Even though an "ls" showed no files in the root directory, I could "cd" into directory that I knew was there, like "cd bin". Then I could "ls" and see all the files in /bin. Very strange. Somehow, it got to runlevel 1. After the e2fsck, the only thing left was the lost+found directory, but there were no files or partial files in lost+found. It was empty. I only found this out after booting from a rescue CD because the reboot after the e2fsck failed. The boot loader could not find the kernel. I found an old bug from 2002 where the ext3_new_block error showed up when many small files were written to disk at the same time. From reading the kernel mailing list archives, it was not clear that the problem was completely resolved, only mitigated. It is also possible that the bug is in the HP SCSI RAID driver (cciss). I would gladly provide you with logs and core dumps if I had them, but everything was blown away after the e2fsck. I only have logs from the backup the night before it died, showing all the ext3 errors.

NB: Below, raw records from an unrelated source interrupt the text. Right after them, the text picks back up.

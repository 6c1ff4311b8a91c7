//! Utilities shared by the Streamcircle crates.

pub mod logger;
pub mod time;
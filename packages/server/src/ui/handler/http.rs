//! HTTP API endpoint handlers.

use std::sync::Arc;

use axum::{
    Json,
    extract::{Path, State, rejection::JsonRejection},
    http::StatusCode,
};

use crate::{
    domain::Room,
    infrastructure::dto::http::{
        AdminKeysDto, AdminRoomResponseDto, ChatCredentialsDto, CreateRoomRequestDto,
        JoinRoomRequestDto, JoinRoomResponseDto, MessageListResponseDto, PublicRoomDto,
        RoomListResponseDto, RoomResponseDto,
    },
    ui::{error::ApiError, extract::AdminAccess, state::AppState},
};

fn public_room(state: &AppState, room: &Room) -> PublicRoomDto {
    PublicRoomDto::from_room(room, &state.settings.hls_base_url)
}

fn admin_room(state: &AppState, room: &Room) -> AdminRoomResponseDto {
    AdminRoomResponseDto {
        room: public_room(state, room),
        admin: AdminKeysDto::from(room),
    }
}

/// Health check endpoint
pub async fn health_check() -> Json<serde_json::Value> {
    Json(serde_json::json!({"status": "ok"}))
}

/// Get list of rooms, newest first
pub async fn list_rooms(
    State(state): State<Arc<AppState>>,
) -> Result<Json<RoomListResponseDto>, ApiError> {
    let rooms = state.room_admin_usecase.list_rooms().await?;

    // Domain Model から DTO への変換
    let rooms = rooms
        .iter()
        .map(|room| public_room(&state, room))
        .collect();
    Ok(Json(RoomListResponseDto { rooms }))
}

/// Create a room (admin only)
pub async fn create_room(
    _admin: AdminAccess,
    State(state): State<Arc<AppState>>,
    payload: Result<Json<CreateRoomRequestDto>, JsonRejection>,
) -> Result<(StatusCode, Json<AdminRoomResponseDto>), ApiError> {
    let Json(request) = payload?;
    let room = state.room_admin_usecase.create_room(request.name).await?;
    Ok((StatusCode::CREATED, Json(admin_room(&state, &room))))
}

/// Get room detail by slug
pub async fn get_room(
    State(state): State<Arc<AppState>>,
    Path(slug): Path<String>,
) -> Result<Json<RoomResponseDto>, ApiError> {
    let room = state.room_admin_usecase.get_room(slug).await?;
    Ok(Json(RoomResponseDto {
        room: public_room(&state, &room),
    }))
}

/// Hand out chat credentials (the current playback key) for a room
pub async fn join_room(
    State(state): State<Arc<AppState>>,
    Path(slug): Path<String>,
    payload: Result<Json<JoinRoomRequestDto>, JsonRejection>,
) -> Result<Json<JoinRoomResponseDto>, ApiError> {
    let Json(request) = payload?;
    let joined = state
        .room_admin_usecase
        .join_room(slug, request.display_name)
        .await?;

    Ok(Json(JoinRoomResponseDto {
        room: public_room(&state, &joined.room),
        chat: ChatCredentialsDto {
            token: joined.room.playback_key.as_str().to_string(),
            display_name: joined.display_name.into_string(),
        },
    }))
}

/// Rotate both keys of a room (admin only)
pub async fn rotate_keys(
    _admin: AdminAccess,
    State(state): State<Arc<AppState>>,
    Path(slug): Path<String>,
) -> Result<Json<AdminRoomResponseDto>, ApiError> {
    let room = state.room_admin_usecase.rotate_keys(slug).await?;
    Ok(Json(admin_room(&state, &room)))
}

/// Recent chat history of a room
pub async fn list_messages(
    State(state): State<Arc<AppState>>,
    Path(slug): Path<String>,
) -> Result<Json<MessageListResponseDto>, ApiError> {
    let messages = state.room_admin_usecase.recent_messages(slug).await?;
    Ok(Json(MessageListResponseDto {
        messages: messages.iter().map(Into::into).collect(),
    }))
}

/// Unknown routes
pub async fn fallback() -> ApiError {
    ApiError::not_found("not found")
}
//! Generators for room slugs and capability keys.

use rand::Rng;

use super::{PlaybackKey, RoomName, Slug, StreamKey, ValueObjectError};

const SLUG_SUFFIX_ALPHABET: &[u8] = b"abcdefghijklmnopqrstuvwxyz0123456789";
const SLUG_SUFFIX_LENGTH: usize = 12;

const KEY_ALPHABET: &[u8] = b"abcdefghijklmnopqrstuvwxyzABCDEFGHIJKLMNOPQRSTUVWXYZ0123456789";
const KEY_LENGTH: usize = 36;

fn random_string(alphabet: &[u8], len: usize) -> String {
    let mut rng = rand::rng();
    (0..len)
        .map(|_| alphabet[rng.random_range(0..alphabet.len())] as char)
        .collect()
}

/// Lowercase the name and join its ASCII alphanumeric runs with single dashes.
fn slugify(name: &str) -> String {
    let mut slug = String::with_capacity(name.len());
    let mut pending_dash = false;
    for c in name.chars().flat_map(char::to_lowercase) {
        if c.is_ascii_alphanumeric() {
            if pending_dash && !slug.is_empty() {
                slug.push('-');
            }
            pending_dash = false;
            slug.push(c);
        } else {
            pending_dash = true;
        }
    }
    slug
}

/// Slug generation
pub struct SlugFactory;

impl SlugFactory {
    /// `<slugified-name>-<12 random [a-z0-9]>`, or only the suffix when the
    /// name has no ASCII alphanumerics.
    pub fn from_name(name: &RoomName) -> Result<Slug, ValueObjectError> {
        let base = slugify(name.as_str());
        let suffix = random_string(SLUG_SUFFIX_ALPHABET, SLUG_SUFFIX_LENGTH);
        if base.is_empty() {
            Slug::new(suffix)
        } else {
            Slug::new(format!("{}-{}", base, suffix))
        }
    }
}

/// Capability key generation
pub struct RoomKeyFactory;

impl RoomKeyFactory {
    pub fn stream_key() -> Result<StreamKey, ValueObjectError> {
        StreamKey::new(random_string(KEY_ALPHABET, KEY_LENGTH))
    }

    pub fn playback_key() -> Result<PlaybackKey, ValueObjectError> {
        PlaybackKey::new(random_string(KEY_ALPHABET, KEY_LENGTH))
    }
}

#[cfg(test)]
mod tests {
    use super::*;

    #[test]
    fn test_slugify_collapses_separators() {
        // テスト項目: 記号や空白の連続は 1 つのハイフンにまとめられ、前後のハイフンは除去される
        // given (前提条件):
        let name = "  Jam -- Night!! 2024 ";

        // when (操作):
        let result = slugify(name);

        // then (期待する結果):
        assert_eq!(result, "jam-night-2024");
    }

    #[test]
    fn test_slug_from_name_appends_random_suffix() {
        // テスト項目: slug は名前ベース + 12 文字のランダムな接尾辞になる
        // given (前提条件):
        let name = RoomName::new("Jam Night".to_string()).unwrap();

        // when (操作):
        let slug = SlugFactory::from_name(&name).unwrap();

        // then (期待する結果):
        let (base, suffix) = slug.as_str().rsplit_once('-').unwrap();
        assert_eq!(base, "jam-night");
        assert_eq!(suffix.len(), 12);
        assert!(
            suffix
                .bytes()
                .all(|b| b.is_ascii_lowercase() || b.is_ascii_digit())
        );
    }

    #[test]
    fn test_slug_from_non_ascii_name_uses_suffix_only() {
        // テスト項目: ASCII 英数字を含まない名前でも slug が生成される
        // given (前提条件):
        let name = RoomName::new("映画の夜".to_string()).unwrap();

        // when (操作):
        let slug = SlugFactory::from_name(&name).unwrap();

        // then (期待する結果):
        assert_eq!(slug.as_str().len(), 12);
    }

    #[test]
    fn test_generated_keys_are_distinct() {
        // テスト項目: 生成されるキーは 36 文字の英数字で、毎回異なる
        // given (前提条件) / when (操作):
        let first = RoomKeyFactory::playback_key().unwrap();
        let second = RoomKeyFactory::playback_key().unwrap();
        let stream = RoomKeyFactory::stream_key().unwrap();

        // then (期待する結果):
        assert_eq!(first.as_str().len(), 36);
        assert_eq!(stream.as_str().len(), 36);
        assert!(first.as_str().bytes().all(|b| b.is_ascii_alphanumeric()));
        assert_ne!(first, second);
    }
}
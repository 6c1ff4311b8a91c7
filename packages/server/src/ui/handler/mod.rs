//! Route handlers.

mod hooks;
mod http;
mod websocket;

pub use hooks::{on_publish, on_unpublish};
pub use http::{
    create_room, fallback, get_room, health_check, join_room, list_messages, list_rooms,
    rotate_keys,
};
pub use websocket::websocket_handler;
//! Streamcircle watch-party server.
//!
//! Room directory, RTMP ingest webhooks and a WebSocket presence & chat relay.

pub mod bootstrap;
pub mod config;
pub mod domain;
pub mod infrastructure;
pub mod ui;
pub mod usecase;
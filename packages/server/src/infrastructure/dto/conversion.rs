//! Conversion logic between domain entities and DTOs.

use streamcircle_shared::time::timestamp_to_rfc3339;

use crate::domain::{ChatMessage, Room, SendAck, ViewerEvent};
use crate::infrastructure::dto::{http, websocket as ws};

// ========================================
// Domain Entity → WebSocket DTO
// ========================================

impl From<&ChatMessage> for ws::ChatMessageDto {
    fn from(model: &ChatMessage) -> Self {
        Self {
            id: model.id.to_string(),
            author: model.author.as_str().to_string(),
            content: model.content.as_str().to_string(),
            created_at: timestamp_to_rfc3339(model.created_at.value()),
        }
    }
}

impl From<&SendAck> for ws::AckDto {
    fn from(ack: &SendAck) -> Self {
        Self {
            ack_id: ack.ack_id,
            success: ack.success,
            error: ack.error.clone(),
        }
    }
}

impl From<&ViewerEvent> for ws::ServerEvent {
    fn from(event: &ViewerEvent) -> Self {
        match event {
            ViewerEvent::History(messages) => {
                ws::ServerEvent::History(messages.iter().map(Into::into).collect())
            }
            ViewerEvent::Status { is_live } => ws::ServerEvent::Status(ws::StreamStatusDto {
                is_live: *is_live,
            }),
            ViewerEvent::Chat(message) => ws::ServerEvent::Chat(message.into()),
            ViewerEvent::Ack(ack) => ws::ServerEvent::Ack(ack.into()),
        }
    }
}

/// Encode a viewer event into one text frame.
pub fn encode_viewer_event(event: &ViewerEvent) -> Result<String, serde_json::Error> {
    serde_json::to_string(&ws::ServerEvent::from(event))
}

// ========================================
// Domain Entity → HTTP DTO
// ========================================

impl http::PublicRoomDto {
    /// `hls_base_url` must not carry a trailing slash.
    pub fn from_room(room: &Room, hls_base_url: &str) -> Self {
        Self {
            id: room.id.to_string(),
            name: room.name.as_str().to_string(),
            slug: room.slug.as_str().to_string(),
            is_live: room.is_live,
            hls_url: format!("{}/{}/index.m3u8", hls_base_url, room.stream_key.as_str()),
            created_at: timestamp_to_rfc3339(room.created_at.value()),
            updated_at: timestamp_to_rfc3339(room.updated_at.value()),
        }
    }
}

impl From<&Room> for http::AdminKeysDto {
    fn from(room: &Room) -> Self {
        Self {
            stream_key: room.stream_key.as_str().to_string(),
            playback_key: room.playback_key.as_str().to_string(),
        }
    }
}
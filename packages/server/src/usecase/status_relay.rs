//! Status bus subscriber that forwards liveness transitions to viewers.

use std::panic::{AssertUnwindSafe, catch_unwind};
use std::sync::Arc;

use crate::domain::{MessagePusher, RoomStatusEvent, StatusEventHandler, ViewerEvent};

/// Broadcasts every `RoomStatusEvent` to the channel of the event's slug.
///
/// Never lets a fault escape into the publisher: push errors and panics are
/// logged and dropped. An empty channel simply drops the event.
pub struct StatusRelay {
    message_pusher: Arc<dyn MessagePusher>,
}

impl StatusRelay {
    pub fn new(message_pusher: Arc<dyn MessagePusher>) -> Self {
        Self { message_pusher }
    }
}

impl StatusEventHandler for StatusRelay {
    fn handle(&self, event: &RoomStatusEvent) {
        let status = ViewerEvent::Status {
            is_live: event.is_live,
        };
        let outcome = catch_unwind(AssertUnwindSafe(|| {
            self.message_pusher.broadcast(&event.slug, &status)
        }));

        match outcome {
            Ok(Ok(delivered)) => tracing::info!(
                "Room '{}' is now {} ({} viewers notified)",
                event.slug,
                if event.is_live { "live" } else { "offline" },
                delivered
            ),
            Ok(Err(e)) => tracing::error!(
                "Failed to relay status of room '{}': {}",
                event.slug,
                e
            ),
            Err(_) => tracing::error!("Status relay panicked for room '{}'", event.slug),
        }
    }
}

#[cfg(test)]
mod tests {
    use super::*;
    use crate::{
        domain::{MessagePushError, PusherChannel, RoomId, SessionId, Slug},
        infrastructure::message_pusher::WebSocketMessagePusher,
    };
    use tokio::sync::mpsc;

    fn event(slug: &str, is_live: bool) -> RoomStatusEvent {
        RoomStatusEvent {
            room_id: RoomId::generate(),
            slug: Slug::new(slug.to_string()).unwrap(),
            is_live,
        }
    }

    /// broadcast で常に panic する MessagePusher
    struct PanickingPusher;

    impl MessagePusher for PanickingPusher {
        fn join(
            &self,
            _slug: &Slug,
            _session_id: SessionId,
            _sender: PusherChannel,
            _snapshot: Vec<ViewerEvent>,
        ) -> Result<(), MessagePushError> {
            Ok(())
        }

        fn leave(&self, _slug: &Slug, _session_id: &SessionId) -> bool {
            false
        }

        fn push_to(
            &self,
            _slug: &Slug,
            session_id: &SessionId,
            _event: &ViewerEvent,
        ) -> Result<(), MessagePushError> {
            Err(MessagePushError::ClientNotFound(session_id.to_string()))
        }

        fn broadcast(&self, _slug: &Slug, _event: &ViewerEvent) -> Result<usize, MessagePushError> {
            panic!("broadcast exploded");
        }

        fn member_count(&self, _slug: &Slug) -> usize {
            0
        }
    }

    #[test]
    fn test_relay_forwards_status_to_matching_channel() {
        // テスト項目: イベントの slug のチャンネルにだけステータスが届く
        // given (前提条件):
        let pusher = Arc::new(WebSocketMessagePusher::new());
        let relay = StatusRelay::new(pusher.clone());
        let jam = Slug::new("jam-night".to_string()).unwrap();
        let other = Slug::new("other-room".to_string()).unwrap();
        let (jam_tx, mut jam_rx) = mpsc::unbounded_channel();
        let (other_tx, mut other_rx) = mpsc::unbounded_channel();
        pusher.join(&jam, SessionId::generate(), jam_tx, vec![]).unwrap();
        pusher
            .join(&other, SessionId::generate(), other_tx, vec![])
            .unwrap();

        // when (操作):
        relay.handle(&event("jam-night", true));

        // then (期待する結果):
        let frame: serde_json::Value = serde_json::from_str(&jam_rx.try_recv().unwrap()).unwrap();
        assert_eq!(frame["event"], "stream:status");
        assert_eq!(frame["data"]["isLive"], true);
        assert!(other_rx.try_recv().is_err());
    }

    #[test]
    fn test_relay_with_empty_channel_drops_event() {
        // テスト項目: 視聴者のいないルームのイベントは破棄され、チャンネルも作られない
        // given (前提条件):
        let pusher = Arc::new(WebSocketMessagePusher::new());
        let relay = StatusRelay::new(pusher.clone());

        // when (操作):
        relay.handle(&event("jam-night", false));

        // then (期待する結果):
        assert_eq!(pusher.channel_count(), 0);
    }

    #[test]
    fn test_relay_swallows_panics() {
        // テスト項目: ブロードキャスト中の panic が publish 側に伝播しない
        // given (前提条件):
        let relay = StatusRelay::new(Arc::new(PanickingPusher));

        // when (操作) / then (期待する結果):
        relay.handle(&event("jam-night", true));
    }
}
//! Status event bus interface.
//!
//! Carries room liveness transitions from the ingest webhooks to the relay.
//! Delivery is synchronous and in publish order; there is no buffering and no
//! unsubscribe.

use std::sync::Arc;

use super::RoomStatusEvent;

/// Receives every event published after registration.
///
/// Implementations must not panic: the publisher's call stack is the webhook
/// request, which has to succeed regardless of relay-side faults.
pub trait StatusEventHandler: Send + Sync {
    fn handle(&self, event: &RoomStatusEvent);
}

pub trait StatusEventBus: Send + Sync {
    /// Deliver `event` to every currently registered handler.
    fn publish(&self, event: RoomStatusEvent);

    fn subscribe(&self, handler: Arc<dyn StatusEventHandler>);
}
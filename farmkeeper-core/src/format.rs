//! Display formatting helpers

/// Group an integer with `,` every three digits: 5847 -> "5,847"
pub fn thousands(n: u64) -> String {
    let digits = n.to_string();
    let mut out = String::with_capacity(digits.len() + digits.len() / 3);
    for (i, ch) in digits.chars().enumerate() {
        if i > 0 && (digits.len() - i) % 3 == 0 {
            out.push(',');
        }
        out.push(ch);
    }
    out
}

/// Uppercase the first character only
pub fn capitalize(s: &str) -> String {
    let mut chars = s.chars();
    match chars.next() {
        Some(first) => first.to_uppercase().chain(chars).collect(),
        None => String::new(),
    }
}

/// Shortest decimal form: 24.5 -> "24.5", 1.8 -> "1.8", 68.0 -> "68"
pub fn decimal(value: f64) -> String {
    if value.fract() == 0.0 {
        format!("{:.0}", value)
    } else {
        value.to_string()
    }
}

#[cfg(test)]
mod tests {
    use super::*;

    #[test]
    fn test_thousands() {
        assert_eq!(thousands(0), "0");
        assert_eq!(thousands(999), "999");
        assert_eq!(thousands(1000), "1,000");
        assert_eq!(thousands(5847), "5,847");
        assert_eq!(thousands(1234567), "1,234,567");
    }

    #[test]
    fn test_capitalize() {
        assert_eq!(capitalize("feeding"), "Feeding");
        assert_eq!(capitalize(""), "");
        assert_eq!(capitalize("x"), "X");
    }

    #[test]
    fn test_decimal() {
        assert_eq!(decimal(24.5), "24.5");
        assert_eq!(decimal(1.8), "1.8");
        assert_eq!(decimal(68.0), "68");
    }
}
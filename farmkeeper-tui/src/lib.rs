pub mod app;
pub mod mode;
pub mod terminal;
pub mod tracing_setup;
pub mod ui;

// Re-export commonly used types
pub use app::App;
pub use mode::AppMode;
pub use terminal::run;
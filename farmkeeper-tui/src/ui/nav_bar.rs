use farmkeeper_core::Tab;
use ratatui::{
    layout::Rect,
    style::{Color, Modifier, Style},
    widgets::{Block, Borders, Tabs},
    Frame,
};

use super::{BRAND, SECONDARY};
use crate::app::App;

/// Render the bottom navigation with the active tab highlighted
pub fn render(f: &mut Frame, area: Rect, app: &App) {
    let titles: Vec<String> = Tab::ALL
        .iter()
        .map(|tab| format!("{}:{}", tab.index() + 1, tab.label()))
        .collect();

    let tabs = Tabs::new(titles)
        .block(
            Block::default()
                .borders(Borders::ALL)
                .border_style(Style::default().fg(SECONDARY)),
        )
        .select(app.state.active_tab().index())
        .style(Style::default().fg(Color::Gray))
        .highlight_style(
            Style::default()
                .fg(Color::Black)
                .bg(BRAND)
                .add_modifier(Modifier::BOLD),
        );

    f.render_widget(tabs, area);
}
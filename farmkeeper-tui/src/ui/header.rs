use ratatui::{
    layout::{Alignment, Rect},
    style::{Color, Modifier, Style},
    text::{Line, Span},
    widgets::{Block, Borders, Paragraph},
    Frame,
};

use super::{BRAND, WARNING};
use crate::app::App;

/// Render the app header: title on the left, bell and profile on the right
pub fn render(f: &mut Frame, area: Rect, app: &App) {
    let block = Block::default()
        .borders(Borders::ALL)
        .border_style(Style::default().fg(BRAND));
    let inner = block.inner(area);
    f.render_widget(block, area);

    let title = Line::from(vec![
        Span::styled(
            "FarmKeeper",
            Style::default().fg(BRAND).add_modifier(Modifier::BOLD),
        ),
        Span::raw("  "),
        Span::styled("Smart Poultry Management", Style::default().fg(Color::Gray)),
    ]);
    f.render_widget(Paragraph::new(title), inner);

    // Badge dot only while there are notifications
    let mut icons = vec![Span::raw("🔔")];
    if app.state.has_unread() {
        icons.push(Span::styled("●", Style::default().fg(WARNING)));
    }
    icons.push(Span::raw(" 👤 "));

    f.render_widget(
        Paragraph::new(Line::from(icons)).alignment(Alignment::Right),
        inner,
    );
}
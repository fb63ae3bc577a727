use farmkeeper_core::{DataEntryView, FormField};
use ratatui::{
    layout::Rect,
    style::{Color, Modifier, Style},
    text::{Line, Span},
    widgets::Paragraph,
    Frame,
};

use super::layout::Layout;
use super::{card, render_heading, DIM, HIGHLIGHT, WARNING};
use crate::app::App;
use crate::mode::AppMode;

const PURPLE: Color = Color::Rgb(139, 92, 246);

/// Render the data entry tab
pub fn render(f: &mut Frame, area: Rect, view: &DataEntryView<'_>, app: &App) {
    let (heading_area, body_area) = Layout::with_heading(area);
    render_heading(
        f,
        heading_area,
        DataEntryView::TITLE,
        DataEntryView::SUBTITLE,
        PURPLE,
    );

    // Rows of the focused field's block, so it can be scrolled into view
    let mut lines = Vec::new();
    let mut focus = (0, 0);
    for field in FormField::ALL {
        let start = lines.len();
        lines.extend(field_lines(view, app, field));
        if field == app.focused_field {
            focus = (start, lines.len());
        }
    }

    lines.push(Line::from(""));
    lines.push(Line::from(vec![
        Span::styled(
            format!(" {} ", DataEntryView::SUBMIT_LABEL),
            Style::default()
                .fg(Color::Black)
                .bg(PURPLE)
                .add_modifier(Modifier::BOLD),
        ),
        Span::styled("  (s)", Style::default().fg(DIM)),
    ]));
    if app.show_hints {
        lines.push(summary_line(view));
    }

    // The last field carries the submit button along with it
    if app.focused_field == FormField::Observations {
        focus.1 = lines.len();
    }

    let inner_height = usize::from(body_area.height.saturating_sub(2));
    let offset = scroll_offset(focus, inner_height);

    let form = Paragraph::new(lines)
        .block(card("Shed Information"))
        .scroll((u16::try_from(offset).unwrap_or(u16::MAX), 0));
    f.render_widget(form, body_area);
}

/// First visible row that keeps rows `start..end` on screen, top first
fn scroll_offset((start, end): (usize, usize), height: usize) -> usize {
    end.saturating_sub(height).min(start)
}

/// One-line verdict of the advisory checks, shown under the button
fn summary_line(view: &DataEntryView<'_>) -> Line<'static> {
    match view.form.parse() {
        Ok(_) => Line::from(Span::styled(
            "  All values look right",
            Style::default().fg(Color::Green),
        )),
        Err(problems) => {
            let noun = if problems.len() == 1 {
                "field needs"
            } else {
                "fields need"
            };
            Line::from(Span::styled(
                format!("  {} {} attention", problems.len(), noun),
                Style::default().fg(WARNING),
            ))
        }
    }
}

/// Label line, value line(s), and an optional hint line for one field
fn field_lines<'a>(view: &DataEntryView<'a>, app: &App, field: FormField) -> Vec<Line<'a>> {
    let focused = app.focused_field == field;
    let editing = focused && app.mode == AppMode::Edit;
    let raw = view.form.get(field);

    let (marker, label_style) = if focused {
        (
            "▶ ",
            Style::default().fg(HIGHLIGHT).add_modifier(Modifier::BOLD),
        )
    } else {
        ("  ", Style::default().add_modifier(Modifier::BOLD))
    };

    let mut lines = vec![Line::from(vec![
        Span::styled(marker, label_style),
        Span::styled(field.label(), label_style),
    ])];

    if raw.is_empty() && !editing {
        lines.push(Line::from(Span::styled(
            format!("    {}", field.placeholder()),
            Style::default().fg(DIM),
        )));
    } else {
        let mut value_lines: Vec<&str> = raw.split('\n').collect();
        let last = value_lines.pop().unwrap_or_default();
        for text in value_lines {
            lines.push(Line::from(format!("    {}", text)));
        }

        let mut spans = vec![Span::raw(format!("    {}", last))];
        if editing {
            spans.push(Span::styled("_", Style::default().fg(Color::Green)));
        }
        if field == FormField::SelectedShed {
            spans.push(Span::styled("  ▼", Style::default().fg(DIM)));
        }
        lines.push(Line::from(spans));
    }

    if app.show_hints {
        if let Err(problem) = view.form.check(field) {
            lines.push(Line::from(Span::styled(
                format!("    ! {}", problem),
                Style::default().fg(WARNING),
            )));
        }
    }

    lines
}

#[cfg(test)]
mod tests {
    use super::*;
    use crate::ui::test_support::{render_rows, render_text};
    use farmkeeper_core::{AppState, Tab};

    fn data_app() -> App {
        App::new(AppState::with_tab(Tab::Data))
    }

    #[test]
    fn test_form_shows_labels_and_placeholders() {
        let text = render_text(&data_app());
        assert!(text.contains("Daily Data Entry"));
        assert!(text.contains("Shed A - Broilers (Week 4)"));
        for field in FormField::ALL {
            assert!(text.contains(field.label()), "missing {}", field.label());
        }
        assert!(text.contains("1,250"));
        assert!(text.contains("Save Daily Log"));
    }

    #[test]
    fn test_typed_value_replaces_placeholder() {
        let mut app = data_app();
        app.state.update_form_field(FormField::WaterConsumed, "777");
        let text = render_text(&app);
        assert!(text.contains("777"));
        assert!(!text.contains("1,200"));
    }

    #[test]
    fn test_hint_for_non_numeric_text() {
        let mut app = data_app();
        app.state.update_form_field(FormField::BirdCount, "many");
        let text = render_text(&app);
        assert!(text.contains("Bird Count should be a whole number, got 'many'"));

        app.show_hints = false;
        let text = render_text(&app);
        assert!(text.contains("many"));
        assert!(!text.contains("should be a whole number"));
    }

    #[test]
    fn test_edit_cursor_on_focused_field() {
        let mut app = data_app();
        app.focused_field = FormField::Mortality;
        app.mode = AppMode::Edit;
        app.state.update_form_field(FormField::Mortality, "4");
        let text = render_text(&app);
        assert!(text.contains("▶ Mortality"));
        assert!(text.contains("4_"));
    }

    #[test]
    fn test_focused_observations_visible_on_small_terminal() {
        let mut app = data_app();
        app.focused_field = FormField::Observations;
        app.mode = AppMode::Edit;
        app.state.update_form_field(FormField::Observations, "hens quiet");

        let text = render_rows(&app, 80, 24).join("\n");
        assert!(text.contains("▶ Behavioral Observations"));
        assert!(text.contains("hens quiet_"));
        assert!(text.contains("Save Daily Log"));
    }

    #[test]
    fn test_top_field_visible_on_small_terminal() {
        let mut app = data_app();
        app.state.update_form_field(FormField::Observations, "hens quiet");
        let text = render_rows(&app, 80, 24).join("\n");
        assert!(text.contains("▶ Select Shed"));
        assert!(text.contains("Shed A - Broilers (Week 4)"));
    }

    #[test]
    fn test_scroll_offset() {
        // fits already
        assert_eq!(scroll_offset((2, 4), 11), 0);
        // bottom block pulled up
        assert_eq!(scroll_offset((10, 15), 11), 4);
        // block taller than the view keeps its top row
        assert_eq!(scroll_offset((3, 20), 5), 3);
    }

    #[test]
    fn test_summary_line_counts_problems() {
        let mut app = data_app();
        let text = render_text(&app);
        assert!(text.contains("All values look right"));

        app.state.update_form_field(FormField::BirdCount, "many");
        app.state.update_form_field(FormField::FeedConsumed, "-2");
        let text = render_text(&app);
        assert!(text.contains("2 fields need attention"));

        app.show_hints = false;
        let text = render_text(&app);
        assert!(!text.contains("need attention"));
    }
}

The ability to "cd" through the empty directory was probably because "ls" was trying to read the directory --- which was broken --- whereas "cd" was simply traversing the existing in-core directory cache tree (which would have been pinned in memory because executable files from /bin were still running.) The ext3_new_block error simply marks that ext3 has detected certain on-disk data corruption. On its own it tells us nothing about how it got into that state. Running e2fsck on a live, still-mounted filesystem is excessively dangerous, and may have contributed to the problem. ext3 is tested very extensively, and I've got no reason to believe it still has massive fs-destroying bugs. About all I can suggest is that you open a support ticket to find out if there are any known problems with the particular combination of CCISS driver version, firmware version, disks, and other software you may have running.